For Indiana, Game 2 had a last-stand feeling to it. “It’s a must win,” Roy Hibbert had said, and in that if nothing else the Indiana center was accurate. For the top-seeded Pacers to fall behind 2-0 and face elimination without seeing their beloved home floor again this season … well, if that wasn’t desperation at the door, it sure wasn’t Avon calling.

As everyone figured they would, the Pacers started fast. (Desperation can have that effect.) They led 7-0 after the Hawks went empty on their first five possessions, but the beauty of the Hawks — at least against the Pacers — is that they don’t run on empty for long. DeMarre Carroll made a 3-pointer off a Jeff Teague feed. Paul Millsap sank a 3-pointer from the top of the key. When Teague scored on a drive, the Hawks had scored on six of seven possessions to take a 13-11 lead.

The Pacers had spent the 68 1/2 hours between Games 1 and 2 setting a defense to stop Teague from driving, and what had been rumored — that the All-Star forward Paul George would seek to defend Teague on Tuesday — actually came to pass. Not that it lasted long, and not that it made any difference. The Indianapolis product had another dandy half, scoring 12 points and making four assists and again making the Hawks’ spread offense sing pretty melodies.

The Hawks led by five points after a quarter and by 11 with eight minutes left in the half. Bankers Life Fieldhouse hadn’t fallen silent, but this wasn’t happy noise being raised. This was audible nervousness. The East’s No. 1 seed was in clear and present danger of becoming the first No. 1 seed to get swept.

Nothing the Pacers tried availed them much. They would make a basket, and the Hawks would answer. After two George free throws brought Indy within five, Teague drove on the All-Star to score. After C.J. Watson made a trey to pare the deficit to three points, center Pero Antic nailed one over Hibbert. The half ended with Hibbert, who’s 7-foot-2, flubbing a 2-footer, his team four points in arrears.

The only reason the Pacers were that close was that sub forward Luis Scola scored 13 points in 11 minutes. If Indiana goes on to win this series, it will remember Scola — who didn’t made a basket in Game 1 — as the man who saved them on a night when little else was going right.

Apart from Scola, the Pacers’ offense again displayed no artistry, no imagination. They would have to move heaven and earth just to get a clean look at the rim; the Hawks, meanwhile, were getting nothing but. And they were, once again, making them. They made 8 of 18 treys in the first half, and when you do that you’re almost impossible to beat.

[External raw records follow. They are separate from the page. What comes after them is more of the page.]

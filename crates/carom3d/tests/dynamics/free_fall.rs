use carom3d::dynamics::{DiscreteDynamicsWorld, RigidBody, RigidBodyConstructionInfo};
use carom3d::math::{Isometry, Vector};
use carom3d::shape::SharedShape;

#[test]
fn free_fall_follows_symplectic_euler() {
    let mut world = DiscreteDynamicsWorld::default();
    world.set_gravity(Vector::new(0.0, -10.0, 0.0));

    let handle = world.add_rigid_body(RigidBody::new(
        RigidBodyConstructionInfo::from_shape(1.0, SharedShape::ball(0.5))
            .with_transform(Isometry::identity()),
    ));

    let dt = 1.0 / 60.0;
    let mut expected_y = 0.0;
    for k in 1..=60 {
        assert_eq!(world.step_simulation(dt, 1, dt), 1);
        expected_y -= k as f32 * 10.0 * dt * dt;
    }

    let body = &world.bodies()[handle];
    assert_relative_eq!(body.linvel().y, -10.0, epsilon = 1.0e-3);
    assert_relative_eq!(body.center_of_mass_position().y, expected_y, epsilon = 1.0e-3);
    assert_relative_eq!(expected_y, -5.0833, epsilon = 1.0e-3);
    assert_relative_eq!(body.center_of_mass_position().x, 0.0);
    assert_relative_eq!(body.center_of_mass_position().z, 0.0);
}

#[test]
fn gravity_scales_with_mass() {
    let mut world = DiscreteDynamicsWorld::default();
    world.set_gravity(Vector::new(0.0, -9.81, 0.0));

    let light = world.add_rigid_body(RigidBody::new(RigidBodyConstructionInfo::from_shape(
        1.0,
        SharedShape::ball(0.5),
    )));
    let heavy = world.add_rigid_body(RigidBody::new(
        RigidBodyConstructionInfo::from_shape(50.0, SharedShape::cuboid(0.5, 0.5, 0.5))
            .with_transform(Isometry::translation(10.0, 0.0, 0.0)),
    ));

    for _ in 0..30 {
        let _ = world.step_simulation(1.0 / 60.0, 1, 1.0 / 60.0);
    }

    let bodies = world.bodies();
    assert_relative_eq!(bodies[light].linvel(), bodies[heavy].linvel(), epsilon = 1.0e-4);
    assert_relative_eq!(bodies[heavy].gravity(), Vector::new(0.0, -9.81, 0.0), epsilon = 1.0e-4);
}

Almost, but not quite. The 3-pointers stopped dropping in the third quarter, and Indiana point guard George Hill — like Teague a Naptown native — made his first imprint on the series. Scola saved the game; Hill went out and won it.

He worked 13 minutes in the first half and did next to nothing — no points, no assists, one rebound. Teague had chased Hill to the bench in Game 1, but it was Hill who rendered himself invisible Tuesday. He wasn’t so much playing as taking up space.

Hill started the second half by making like Teague. He drove the lane, and his bursts galvanized a stagnant offense. He scored six quick points to bring the Pacers even. Then Lance Stephenson, exploiting a listing defense, flashed along the baseline for a layup and a free throw to make the score 62-59. The big building was rocking now. For the first time in two games, if not two months, the Pacers and their fans had reason to believe they were again seeing the real Pacers.

There’s something about putting the ball through the basket that emboldens a team at the other end. (For one thing, the opposition can’t fast-break if it’s taking the ball out of bounds.) Kyle Korver made the Hawks’ first trey of the third quarter, but then their staple shot deserted them. They missed their next nine 3-pointers, and if the Hawks don’t hit from distance, they’re an ordinary team. They were outscored 31-13 in the third quarter. The Pacers’ lead would grow to 27 in the fourth. The series was level.

The Hawks have to be pleased at being tied 1-1 heading to Philips Arena, where the Pacers have long struggled. They should also be buoyed at knowing they had a handle, at least for a half, on a game that meant far more to Indiana. But the Pacers proved a little something Tuesday, too. They proved they weren’t ready to quit, and that’s no small thing.